X users are unable to post “Signal.me” links

Alleged censorship and hypocrisy on “free speech”

  • Many see the Signal.me block as another instance of X censoring content it dislikes while still branding itself as a “free speech” platform.
  • Past examples cited: temporary bans or throttling of Mastodon/Substack links, bans on terms like “cisgender,” and arbitrary suspensions (e.g., journalists over “doxxing” Musk’s jet).
  • Several commenters argue that X now promotes one political “sect” and that “free speech” there effectively means “speech Musk likes.”

Mistake vs deliberate anti‑competition

  • Some propose a mundane explanation: an automated spam/malware system over‑blocking.
    • Signal.me links put all meaningful data after #. Systems that ignore the fragment may see all such links as the same URL and flag the entire domain.
    • Evidence: https://signal.me/#… appears blocked, but https://signal.me/anything#… or https://signal.me/asdf can work; other Signal domains (signal.org, signal.group) are not blocked.
  • Others reject “honest mistake,” citing a pattern of similar “mistakes” always harming competitors or critics, and note that even if accidental, failure to quickly correct shows negligence tantamount to intent.

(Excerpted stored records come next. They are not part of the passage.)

//! Cryptographically secure random bytes from the operating system.
//!
//! The source is picked once per process (see [`RandomBackend`]) and never falls back to anything
//! that isn't a kernel-maintained CSPRNG. Requests that the OS only partially satisfies are
//! retried by [`fill`] until the whole buffer is written, so a caller never receives short random
//! material without an error.

mod backend;
mod bytes;
mod error;
mod flags;
mod source;
mod syscall;

pub use backend::*;
pub use bytes::*;
pub use error::*;
pub use flags::*;
pub use source::*;
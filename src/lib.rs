//! This crate publishes files atomically: new content is written to a uniquely named temporary
//! sibling and then renamed into place, but only if nothing already lives at the destination.
//!
//! # Purpose
//! Rust's [`std::fs::rename`] silently replaces its destination. That's fine most of the time, but
//! it's exactly wrong when two writers race to create the same file and only one of them should
//! win. Linux has had `renameat2(RENAME_NOREPLACE)` for a long time and macOS has
//! `renamex_np(RENAME_EXCL)`, so this crate wraps those directly rather than pretending a
//! check-then-rename sequence is good enough.
//!
//! # Layout
//! - [`rand`] fills buffers from the OS CSPRNG (the `getrandom` syscall where the kernel has it,
//!   `getentropy` on Apple platforms and the urandom device everywhere else). It never falls back
//!   to a non-cryptographic generator.
//! - [`fs::rename`](mod@fs::rename) is the primitive: one syscall that either moves a file into
//!   place or refuses because the destination exists. It doesn't clean anything up; that's the
//!   caller's job.
//! - [`fs::publish`](mod@fs::publish) is that caller: it names a temporary, writes and syncs it,
//!   runs the primitive and removes the temporary whenever the rename fails.
//!
//! Platform support is decided once per process. If the rename primitive isn't available, the
//! crate says so with a distinct error instead of quietly degrading to something racy.
//!
//! # Error Handling
//! Errors are strongly typed, using enums for static dispatch rather than dynamic, with small
//! structs (often ZSTs) that implement [`Error`](std::error::Error). Any error that came straight
//! from the OS keeps its raw error number, so nothing gets translated away before the caller sees
//! it. Error numbers that can only mean memory corruption (a bad pointer or a bad file descriptor)
//! panic instead.
//!
//! # Dependencies
//! The syscall wrappers rely on `libc`. Errors use `derive_more`, syscall flags use `bitflags`,
//! and the publish workflow reports what it's doing through the `log` facade. The primitives
//! themselves never log.
#![cfg(unix)]
#![warn(clippy::missing_safety_doc)]
#![warn(clippy::undocumented_unsafe_blocks)]
#![warn(clippy::missing_const_for_fn)]
#![warn(clippy::missing_panics_doc)]
#![warn(clippy::unwrap_used)]
#![allow(clippy::module_inception)]

pub mod error;
#[cfg(feature = "fs")]
pub mod fs;
#[cfg(feature = "rand")]
pub mod rand;

pub(crate) mod util;
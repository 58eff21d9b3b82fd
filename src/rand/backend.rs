use std::sync::OnceLock;

use derive_more::IsVariant;

use super::{GetRandomFlags, RandomError, UnavailableError, syscall};

/// The secure random source in use by this process.
#[derive(Debug, Clone, Copy, PartialEq, Eq, IsVariant)]
pub enum RandomBackend {
    /// The `getrandom` syscall (Linux 3.17 and later).
    GetRandom,
    /// `getentropy`, as provided by Apple platforms.
    GetEntropy,
    /// Reading from `/dev/urandom`, for kernels without a dedicated syscall.
    DevUrandom,
    /// Nothing secure could be found.
    Unavailable,
}

static BACKEND: OnceLock<RandomBackend> = OnceLock::new();

impl RandomBackend {
    /// Returns the backend for this process, detecting it on the first call.
    pub fn current() -> RandomBackend {
        *BACKEND.get_or_init(RandomBackend::detect)
    }

    fn detect() -> RandomBackend {
        if syscall::has_getrandom() {
            RandomBackend::GetRandom
        } else if cfg!(target_vendor = "apple") {
            RandomBackend::GetEntropy
        } else if syscall::urandom().is_ok() {
            RandomBackend::DevUrandom
        } else {
            RandomBackend::Unavailable
        }
    }

    /// Issues a single request, which may be satisfied only partially.
    pub(crate) fn request(
        self,
        buf: &mut [u8],
        flags: GetRandomFlags,
    ) -> Result<usize, RandomError> {
        match self {
            RandomBackend::GetRandom =>   syscall::getrandom(buf, flags),
            RandomBackend::GetEntropy =>  syscall::getentropy(buf),
            RandomBackend::DevUrandom =>  syscall::read_urandom(buf),
            RandomBackend::Unavailable => Err(UnavailableError.into()),
        }
    }
}
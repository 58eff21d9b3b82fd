use std::io;

use derive_more::{Display, Error, From, IsVariant};
use libc::{EEXIST, EXDEV};

use crate::error::{OsError, RawOsError};
use crate::fs::error::*;

#[derive(Debug, Display, Clone, Copy, PartialEq, Eq, From, Error, IsVariant)]
pub enum RenameError {
    // EEXIST
    AlreadyExists(AlreadyExistsError),
    // ENOSYS, ENOTSUP, EINVAL (for the flag only)
    Unsupported(UnsupportedError),
    // EXDEV
    CrossDevice(CrossDeviceError),
    // Rejected before reaching the OS.
    InvalidPath(InvalidPathError),
    IOFailure(OsError),
}

impl RenameError {
    /// The error number behind this error, exactly as the OS reported it.
    /// [`InvalidPath`](RenameError::InvalidPath) has none, since it never reaches the OS.
    pub const fn raw_os_error(&self) -> Option<RawOsError> {
        match self {
            RenameError::AlreadyExists(_) => Some(EEXIST),
            RenameError::Unsupported(e) => Some(e.code()),
            RenameError::CrossDevice(_) => Some(EXDEV),
            RenameError::IOFailure(e) => Some(e.code()),
            RenameError::InvalidPath(_) => None,
        }
    }
}

impl From<RenameError> for io::Error {
    fn from(value: RenameError) -> Self {
        match value {
            RenameError::AlreadyExists(_) => io::Error::from_raw_os_error(EEXIST),
            RenameError::Unsupported(e) => io::Error::new(io::ErrorKind::Unsupported, e),
            RenameError::CrossDevice(_) => io::Error::from_raw_os_error(EXDEV),
            RenameError::InvalidPath(e) => io::Error::new(io::ErrorKind::InvalidInput, e),
            RenameError::IOFailure(e) => e.into(),
        }
    }
}
use std::io;

use derive_more::{Display, Error, From, IsVariant};

use crate::error::{OsError, RawOsError};

#[derive(Debug, Display, Clone, Copy, PartialEq, Eq, Error)]
#[display("no secure source of randomness is available")]
pub struct UnavailableError;

#[derive(Debug, Display, Clone, Copy, PartialEq, Eq, From, Error, IsVariant)]
pub enum RandomError {
    Unavailable(UnavailableError),
    IOFailure(OsError),
}

impl RandomError {
    /// The error number reported by the OS, if there was one.
    pub const fn raw_os_error(&self) -> Option<RawOsError> {
        match self {
            RandomError::Unavailable(_) => None,
            RandomError::IOFailure(e) => Some(e.code()),
        }
    }
}

impl From<RandomError> for io::Error {
    fn from(value: RandomError) -> Self {
        match value {
            RandomError::Unavailable(e) => io::Error::new(io::ErrorKind::Unsupported, e),
            RandomError::IOFailure(e) => e.into(),
        }
    }
}
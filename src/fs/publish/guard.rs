use std::ffi::CString;
use std::path::{Path, PathBuf};

use log::warn;

use crate::fs::syscall;

/// Removes a temporary file on drop unless disarmed, so that every early return cleans up.
pub(crate) struct TempGuard {
    path: PathBuf,
    c_path: CString,
    armed: bool,
}

impl TempGuard {
    pub const fn new(path: PathBuf, c_path: CString) -> TempGuard {
        TempGuard { path, c_path, armed: true }
    }

    pub fn path(&self) -> &Path {
        &self.path
    }

    /// Call once the temporary no longer exists under its own name.
    pub const fn disarm(&mut self) {
        self.armed = false;
    }
}

impl Drop for TempGuard {
    fn drop(&mut self) {
        if !self.armed {
            return;
        }
        if let Err(e) = syscall::unlink(&self.c_path) {
            // Nothing can be returned from here and the original error matters more.
            warn!("failed to remove temporary file {} (os error {e})", self.path.display());
        }
    }
}
use std::ffi::CStr;
use std::fs;
use std::path::Path;
use std::sync::atomic::{AtomicBool, Ordering};

use derive_more::IsVariant;
use libc::{EEXIST, EFAULT, EINVAL, ENOSYS, ENOTSUP, EOPNOTSUPP, EPERM, EXDEV};

use super::RenameError;
use crate::error::{OsError, RawOsError};
use crate::fs::error::{AlreadyExistsError, CrossDeviceError, InvalidPathError, UnsupportedError};
use crate::fs::syscall;
use crate::util::fs::to_c_path;
use crate::util::panic::{BadAddrPanic, Panic};

/// Which no-replace rename the current process can use.
#[derive(Debug, Clone, Copy, PartialEq, Eq, IsVariant)]
pub enum RenameCapability {
    /// `renameat2` with `RENAME_NOREPLACE` (Linux 3.15 and later).
    RenameAt2,
    /// `renamex_np` with `RENAME_EXCL` (Apple platforms).
    RenameExcl,
    /// Neither this build nor the running kernel offers one.
    Unsupported,
}

// Set once the kernel answers ENOSYS, so that later calls don't keep asking.
static KERNEL_LACKS_RENAME: AtomicBool = AtomicBool::new(false);

impl RenameCapability {
    pub fn current() -> RenameCapability {
        RenameCapability::given(&KERNEL_LACKS_RENAME)
    }

    pub(crate) fn given(kernel_lacks_rename: &AtomicBool) -> RenameCapability {
        if kernel_lacks_rename.load(Ordering::Relaxed) {
            RenameCapability::Unsupported
        } else {
            syscall::NATIVE_RENAME
        }
    }
}

/// A rename that refuses to replace an existing destination.
///
/// [`SystemRename`] is the real thing; other implementations exist to stand in for platforms the
/// code isn't currently running on.
pub trait NoReplaceRename {
    fn rename_noreplace(&self, from: &Path, to: &Path) -> Result<(), RenameError>;

    fn capability(&self) -> RenameCapability;
}

#[derive(Debug, Clone, Copy, Default, PartialEq, Eq)]
pub struct SystemRename;

impl NoReplaceRename for SystemRename {
    fn rename_noreplace(&self, from: &Path, to: &Path) -> Result<(), RenameError> {
        rename_noreplace(from, to)
    }

    fn capability(&self) -> RenameCapability {
        RenameCapability::current()
    }
}

/// Atomically renames `from` to `to`, failing with
/// [`AlreadyExists`](RenameError::AlreadyExists) instead of replacing anything at `to`.
///
/// Both paths should be on the same file system; otherwise the OS refuses with
/// [`CrossDevice`](RenameError::CrossDevice). When the platform can't do this atomically the result
/// is [`Unsupported`](RenameError::Unsupported), never a silent non-atomic substitute.
///
/// # Panics
/// Panics if the OS reports that a path pointer was invalid, which can only mean memory corruption.
pub fn rename_noreplace<F: AsRef<Path>, T: AsRef<Path>>(from: F, to: T) -> Result<(), RenameError> {
    rename_noreplace_with(
        &KERNEL_LACKS_RENAME,
        from.as_ref(),
        to.as_ref(),
        syscall::rename_noreplace,
    )
}

/// The body of [`rename_noreplace`], with the capability cache and the syscall passed in.
pub(crate) fn rename_noreplace_with<S>(
    kernel_lacks_rename: &AtomicBool,
    from: &Path,
    to: &Path,
    rename: S,
) -> Result<(), RenameError>
where
    S: FnOnce(&CStr, &CStr) -> Result<(), RawOsError>,
{
    let c_from = to_c_path(from).ok_or(InvalidPathError)?;
    let c_to = to_c_path(to).ok_or(InvalidPathError)?;

    if RenameCapability::given(kernel_lacks_rename).is_unsupported() {
        Err(UnsupportedError(ENOSYS))?
    }

    match rename(&c_from, &c_to) {
        Ok(()) => Ok(()),
        Err(ENOSYS) => {
            kernel_lacks_rename.store(true, Ordering::Relaxed);
            Err(UnsupportedError(ENOSYS).into())
        },
        // A directory moved below itself is refused with the same number as an unknown flag.
        Err(EINVAL) if moves_into_itself(from, to) => Err(OsError(EINVAL).into()),
        Err(e) => Err(interpret_error(e)),
    }
}

/// Whether `to` would land inside `from`, which only a directory can contain.
fn moves_into_itself(from: &Path, to: &Path) -> bool {
    let parent = match to.parent() {
        Some(parent) if !parent.as_os_str().is_empty() => parent,
        _ => Path::new("."),
    };
    match (fs::canonicalize(from), fs::canonicalize(parent)) {
        (Ok(from), Ok(parent)) => from.is_dir() && parent.starts_with(from),
        _ => false,
    }
}

/// Hard-links `from` at `to`, which also refuses to replace an existing destination.
///
/// Unlike a rename this leaves `from` where it is, so the file is reachable under both names until
/// the caller unlinks `from`. It works on platforms and file systems without a no-replace rename,
/// as long as they support hard links.
///
/// # Panics
/// Panics if the OS reports that a path pointer was invalid, which can only mean memory corruption.
pub fn link_noreplace<F: AsRef<Path>, T: AsRef<Path>>(from: F, to: T) -> Result<(), RenameError> {
    let from = to_c_path(from.as_ref()).ok_or(InvalidPathError)?;
    let to = to_c_path(to.as_ref()).ok_or(InvalidPathError)?;

    syscall::link(&from, &to).map_err(|e| match e {
        // File systems without hard links (FAT, for one) answer EPERM.
        EPERM => UnsupportedError(EPERM).into(),
        e => interpret_error(e),
    })
}

pub(crate) fn interpret_error(code: RawOsError) -> RenameError {
    match code {
        EEXIST =>          AlreadyExistsError.into(),
        // EINVAL is how a file system says it doesn't understand the no-replace flag.
        ENOSYS | EINVAL => UnsupportedError(code).into(),
        e if e == ENOTSUP || e == EOPNOTSUPP => UnsupportedError(e).into(),
        EXDEV =>           CrossDeviceError.into(),
        EFAULT =>          BadAddrPanic.panic(),
        e =>               OsError(e).into(),
    }
}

Free speech vs platform control

  • Long debate over what “free speech” means:
    • Legal view: the First Amendment restrains government, not private platforms; X is within its legal rights.
    • Normative view: once you market yourself as a “free speech absolutist” and as a quasi‑public square, selective link bans and opaque moderation are hypocritical.
  • Disagreement over whether hate speech, calls for genocide, or harassment should remain visible but socially punished, or be deplatformed outright (paradox of tolerance).
  • Several emphasize that no one is entitled to an audience or to use a private platform, but that X’s rhetoric versus practice deserves scrutiny.

Twitter then vs X now

  • Some say pre‑Musk Twitter already censored heavily (e.g., trans‑rights disputes, gender‑critical feminism) and Musk expanded permissible speech in those areas.
  • Others argue Twitter was once a crucial tool for uprisings and real‑time news (Arab Spring, African contexts) and is now primarily a vehicle for extremism, propaganda, and “Nazi‑adjacent” content.

Alternatives and broader context

  • Suggestions to move to Bluesky, Mastodon, or quit social media entirely; pushback notes network effects and that many important voices still post only on X.